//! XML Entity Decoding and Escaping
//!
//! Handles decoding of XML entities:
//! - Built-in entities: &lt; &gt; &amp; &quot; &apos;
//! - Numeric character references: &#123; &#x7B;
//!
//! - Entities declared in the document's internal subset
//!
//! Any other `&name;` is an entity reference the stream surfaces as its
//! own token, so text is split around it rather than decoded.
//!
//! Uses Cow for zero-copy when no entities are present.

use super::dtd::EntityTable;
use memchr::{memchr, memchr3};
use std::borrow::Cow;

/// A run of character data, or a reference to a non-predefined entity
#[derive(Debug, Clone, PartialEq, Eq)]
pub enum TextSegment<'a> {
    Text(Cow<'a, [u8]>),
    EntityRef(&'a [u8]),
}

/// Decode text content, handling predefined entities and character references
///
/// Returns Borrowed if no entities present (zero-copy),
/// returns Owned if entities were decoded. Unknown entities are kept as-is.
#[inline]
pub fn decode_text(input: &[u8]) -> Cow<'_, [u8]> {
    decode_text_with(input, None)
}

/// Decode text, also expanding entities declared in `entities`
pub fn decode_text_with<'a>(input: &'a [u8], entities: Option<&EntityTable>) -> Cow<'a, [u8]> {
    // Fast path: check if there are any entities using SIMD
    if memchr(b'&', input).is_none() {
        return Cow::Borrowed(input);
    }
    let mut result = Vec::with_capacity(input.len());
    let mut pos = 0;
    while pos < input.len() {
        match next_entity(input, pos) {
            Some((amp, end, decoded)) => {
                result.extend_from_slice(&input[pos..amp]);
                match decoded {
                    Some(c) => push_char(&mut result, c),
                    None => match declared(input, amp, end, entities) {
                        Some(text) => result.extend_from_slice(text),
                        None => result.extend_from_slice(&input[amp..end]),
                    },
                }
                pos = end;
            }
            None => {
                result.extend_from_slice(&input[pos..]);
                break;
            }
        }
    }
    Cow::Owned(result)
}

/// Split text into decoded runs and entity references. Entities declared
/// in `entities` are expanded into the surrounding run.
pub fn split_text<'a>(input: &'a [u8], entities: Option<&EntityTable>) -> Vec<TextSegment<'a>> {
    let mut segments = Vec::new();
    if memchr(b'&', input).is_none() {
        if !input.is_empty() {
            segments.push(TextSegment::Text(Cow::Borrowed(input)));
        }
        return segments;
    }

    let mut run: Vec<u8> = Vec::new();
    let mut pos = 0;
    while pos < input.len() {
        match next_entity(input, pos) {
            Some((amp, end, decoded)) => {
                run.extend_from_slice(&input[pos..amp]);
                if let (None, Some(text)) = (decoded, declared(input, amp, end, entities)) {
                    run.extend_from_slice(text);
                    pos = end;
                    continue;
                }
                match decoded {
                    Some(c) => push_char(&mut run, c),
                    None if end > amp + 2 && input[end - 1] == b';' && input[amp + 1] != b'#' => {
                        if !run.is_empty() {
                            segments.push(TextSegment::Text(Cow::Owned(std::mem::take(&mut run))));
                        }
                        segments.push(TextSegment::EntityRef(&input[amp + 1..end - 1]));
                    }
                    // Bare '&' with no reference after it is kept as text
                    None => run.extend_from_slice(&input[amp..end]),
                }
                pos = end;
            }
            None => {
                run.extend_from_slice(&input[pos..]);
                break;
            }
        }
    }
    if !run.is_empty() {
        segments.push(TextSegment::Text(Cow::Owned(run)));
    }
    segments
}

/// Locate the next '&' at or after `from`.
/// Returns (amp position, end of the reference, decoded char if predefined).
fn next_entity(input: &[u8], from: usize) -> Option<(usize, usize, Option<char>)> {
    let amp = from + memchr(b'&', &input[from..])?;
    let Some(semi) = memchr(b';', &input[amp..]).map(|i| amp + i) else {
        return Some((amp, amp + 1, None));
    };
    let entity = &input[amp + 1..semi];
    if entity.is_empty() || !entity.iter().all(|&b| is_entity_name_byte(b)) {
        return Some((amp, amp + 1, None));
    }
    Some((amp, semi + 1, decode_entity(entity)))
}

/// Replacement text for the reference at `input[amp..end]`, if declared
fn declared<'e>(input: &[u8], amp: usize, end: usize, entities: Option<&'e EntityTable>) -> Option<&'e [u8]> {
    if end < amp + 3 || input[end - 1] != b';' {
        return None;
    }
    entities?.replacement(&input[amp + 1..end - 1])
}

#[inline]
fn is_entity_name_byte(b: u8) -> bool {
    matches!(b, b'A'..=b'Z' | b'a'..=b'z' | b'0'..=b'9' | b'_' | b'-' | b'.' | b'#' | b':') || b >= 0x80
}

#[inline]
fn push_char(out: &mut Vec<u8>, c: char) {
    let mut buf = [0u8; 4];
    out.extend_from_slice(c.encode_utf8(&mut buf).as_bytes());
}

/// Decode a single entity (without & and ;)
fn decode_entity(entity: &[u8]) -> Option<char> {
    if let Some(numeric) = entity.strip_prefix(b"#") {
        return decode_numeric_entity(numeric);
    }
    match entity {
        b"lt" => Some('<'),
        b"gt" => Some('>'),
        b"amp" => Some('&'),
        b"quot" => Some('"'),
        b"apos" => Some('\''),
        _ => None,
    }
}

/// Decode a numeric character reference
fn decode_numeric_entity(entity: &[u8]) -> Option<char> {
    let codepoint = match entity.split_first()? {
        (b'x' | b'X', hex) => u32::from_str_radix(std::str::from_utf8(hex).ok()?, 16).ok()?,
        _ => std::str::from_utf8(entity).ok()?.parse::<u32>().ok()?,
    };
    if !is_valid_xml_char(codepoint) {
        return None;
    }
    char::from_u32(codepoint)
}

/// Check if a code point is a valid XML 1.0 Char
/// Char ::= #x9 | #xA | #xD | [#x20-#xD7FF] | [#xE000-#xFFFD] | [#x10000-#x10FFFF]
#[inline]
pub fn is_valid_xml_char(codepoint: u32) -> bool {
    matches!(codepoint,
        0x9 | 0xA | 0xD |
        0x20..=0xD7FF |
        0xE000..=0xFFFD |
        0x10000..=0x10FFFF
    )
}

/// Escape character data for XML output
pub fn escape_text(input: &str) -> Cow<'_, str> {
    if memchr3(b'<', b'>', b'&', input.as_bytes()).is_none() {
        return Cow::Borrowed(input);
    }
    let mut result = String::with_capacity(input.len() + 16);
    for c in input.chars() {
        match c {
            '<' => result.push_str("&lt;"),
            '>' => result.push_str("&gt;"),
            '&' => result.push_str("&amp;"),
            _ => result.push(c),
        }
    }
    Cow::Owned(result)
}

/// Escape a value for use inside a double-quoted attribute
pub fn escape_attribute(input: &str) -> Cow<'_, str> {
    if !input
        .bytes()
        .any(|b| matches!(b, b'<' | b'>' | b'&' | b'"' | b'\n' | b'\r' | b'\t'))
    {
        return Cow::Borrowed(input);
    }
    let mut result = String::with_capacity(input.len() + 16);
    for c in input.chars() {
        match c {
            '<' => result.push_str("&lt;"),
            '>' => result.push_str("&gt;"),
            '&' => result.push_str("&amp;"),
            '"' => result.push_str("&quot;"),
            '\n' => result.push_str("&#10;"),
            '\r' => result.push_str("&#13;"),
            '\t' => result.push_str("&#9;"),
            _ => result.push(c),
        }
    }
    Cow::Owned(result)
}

^^^^

The material above needs to be copied out in full, exactly as given.

//! XML Entity Decoding and Escaping
//!
//! Handles decoding of XML entities:
//! - Built-in entities: &lt; &gt; &amp; &quot; &apos;
//! - Numeric character references: &#123; &#x7B;
//!
//! - Entities declared in the document's internal subset
//!
//! Any other `&name;` is an entity reference the stream surfaces as its
//! own token, so text is split around it rather than decoded.
//!
//! Uses Cow for zero-copy when no entities are present.

use super::dtd::EntityTable;
use memchr::{memchr, memchr3};
use std::borrow::Cow;

/// A run of character data, or a reference to a non-predefined entity
#[derive(Debug, Clone, PartialEq, Eq)]
pub enum TextSegment<'a> {
    Text(Cow<'a, [u8]>),
    EntityRef(&'a [u8]),
}

/// Decode text content, handling predefined entities and character references
///
/// Returns Borrowed if no entities present (zero-copy),
/// returns Owned if entities were decoded. Unknown entities are kept as-is.
#[inline]
pub fn decode_text(input: &[u8]) -> Cow<'_, [u8]> {
    decode_text_with(input, None)
}

/// Decode text, also expanding entities declared in `entities`
pub fn decode_text_with<'a>(input: &'a [u8], entities: Option<&EntityTable>) -> Cow<'a, [u8]> {
    // Fast path: check if there are any entities using SIMD
    if memchr(b'&', input).is_none() {
        return Cow::Borrowed(input);
    }
    let mut result = Vec::with_capacity(input.len());
    let mut pos = 0;
    while pos < input.len() {
        match next_entity(input, pos) {
            Some((amp, end, decoded)) => {
                result.extend_from_slice(&input[pos..amp]);
                match decoded {
                    Some(c) => push_char(&mut result, c),
                    None => match declared(input, amp, end, entities) {
                        Some(text) => result.extend_from_slice(text),
                        None => result.extend_from_slice(&input[amp..end]),
                    },
                }
                pos = end;
            }
            None => {
                result.extend_from_slice(&input[pos..]);
                break;
            }
        }
    }
    Cow::Owned(result)
}

/// Split text into decoded runs and entity references. Entities declared
/// in `entities` are expanded into the surrounding run.
pub fn split_text<'a>(input: &'a [u8], entities: Option<&EntityTable>) -> Vec<TextSegment<'a>> {
    let mut segments = Vec::new();
    if memchr(b'&', input).is_none() {
        if !input.is_empty() {
            segments.push(TextSegment::Text(Cow::Borrowed(input)));
        }
        return segments;
    }

    let mut run: Vec<u8> = Vec::new();
    let mut pos = 0;
    while pos < input.len() {
        match next_entity(input, pos) {
            Some((amp, end, decoded)) => {
                run.extend_from_slice(&input[pos..amp]);
                if let (None, Some(text)) = (decoded, declared(input, amp, end, entities)) {
                    run.extend_from_slice(text);
                    pos = end;
                    continue;
                }
                match decoded {
                    Some(c) => push_char(&mut run, c),
                    None if end > amp + 2 && input[end - 1] == b';' && input[amp + 1] != b'#' => {
                        if !run.is_empty() {
                            segments.push(TextSegment::Text(Cow::Owned(std::mem::take(&mut run))));
                        }
                        segments.push(TextSegment::EntityRef(&input[amp + 1..end - 1]));
                    }
                    // Bare '&' with no reference after it is kept as text
                    None => run.extend_from_slice(&input[amp..end]),
                }
                pos = end;
            }
            None => {
                run.extend_from_slice(&input[pos..]);
                break;
            }
        }
    }
    if !run.is_empty() {
        segments.push(TextSegment::Text(Cow::Owned(run)));
    }
    segments
}

/// Locate the next '&' at or after `from`.
/// Returns (amp position, end of the reference, decoded char if predefined).
fn next_entity(input: &[u8], from: usize) -> Option<(usize, usize, Option<char>)> {
    let amp = from + memchr(b'&', &input[from..])?;
    let Some(semi) = memchr(b';', &input[amp..]).map(|i| amp + i) else {
        return Some((amp, amp + 1, None));
    };
    let entity = &input[amp + 1..semi];
    if entity.is_empty() || !entity.iter().all(|&b| is_entity_name_byte(b)) {
        return Some((amp, amp + 1, None));
    }
    Some((amp, semi + 1, decode_entity(entity)))
}

/// Replacement text for the reference at `input[amp..end]`, if declared
fn declared<'e>(input: &[u8], amp: usize, end: usize, entities: Option<&'e EntityTable>) -> Option<&'e [u8]> {
    if end < amp + 3 || input[end - 1] != b';' {
        return None;
    }
    entities?.replacement(&input[amp + 1..end - 1])
}

#[inline]
fn is_entity_name_byte(b: u8) -> bool {
    matches!(b, b'A'..=b'Z' | b'a'..=b'z' | b'0'..=b'9' | b'_' | b'-' | b'.' | b'#' | b':') || b >= 0x80
}

#[inline]
fn push_char(out: &mut Vec<u8>, c: char) {
    let mut buf = [0u8; 4];
    out.extend_from_slice(c.encode_utf8(&mut buf).as_bytes());
}

/// Decode a single entity (without & and ;)
fn decode_entity(entity: &[u8]) -> Option<char> {
    if let Some(numeric) = entity.strip_prefix(b"#") {
        return decode_numeric_entity(numeric);
    }
    match entity {
        b"lt" => Some('<'),
        b"gt" => Some('>'),
        b"amp" => Some('&'),
        b"quot" => Some('"'),
        b"apos" => Some('\''),
        _ => None,
    }
}

/// Decode a numeric character reference
fn decode_numeric_entity(entity: &[u8]) -> Option<char> {
    let codepoint = match entity.split_first()? {
        (b'x' | b'X', hex) => u32::from_str_radix(std::str::from_utf8(hex).ok()?, 16).ok()?,
        _ => std::str::from_utf8(entity).ok()?.parse::<u32>().ok()?,
    };
    if !is_valid_xml_char(codepoint) {
        return None;
    }
    char::from_u32(codepoint)
}

/// Check if a code point is a valid XML 1.0 Char
/// Char ::= #x9 | #xA | #xD | [#x20-#xD7FF] | [#xE000-#xFFFD] | [#x10000-#x10FFFF]
#[inline]
pub fn is_valid_xml_char(codepoint: u32) -> bool {
    matches!(codepoint,
        0x9 | 0xA | 0xD |
        0x20..=0xD7FF |
        0xE000..=0xFFFD |
        0x10000..=0x10FFFF
    )
}

/// Escape character data for XML output
pub fn escape_text(input: &str) -> Cow<'_, str> {
    if memchr3(b'<', b'>', b'&', input.as_bytes()).is_none() {
        return Cow::Borrowed(input);
    }
    let mut result = String::with_capacity(input.len() + 16);
    for c in input.chars() {
        match c {
            '<' => result.push_str("&lt;"),
            '>' => result.push_str("&gt;"),
            '&' => result.push_str("&amp;"),
            _ => result.push(c),
        }
    }
    Cow::Owned(result)
}

/// Escape a value for use inside a double-quoted attribute
pub fn escape_attribute(input: &str) -> Cow<'_, str> {
    if !input
        .bytes()
        .any(|b| matches!(b, b'<' | b'>' | b'&' | b'"' | b'\n' | b'\r' | b'\t'))
    {
        return Cow::Borrowed(input);
    }
    let mut result = String::with_capacity(input.len() + 16);
    for c in input.chars() {
        match c {
            '<' => result.push_str("&lt;"),
            '>' => result.push_str("&gt;"),
            '&' => result.push_str("&amp;"),
            '"' => result.push_str("&quot;"),
            '\n' => result.push_str("&#10;"),
            '\r' => result.push_str("&#13;"),
            '\t' => result.push_str("&#9;"),
            _ => result.push(c),
        }
    }
    Cow::Owned(result)
}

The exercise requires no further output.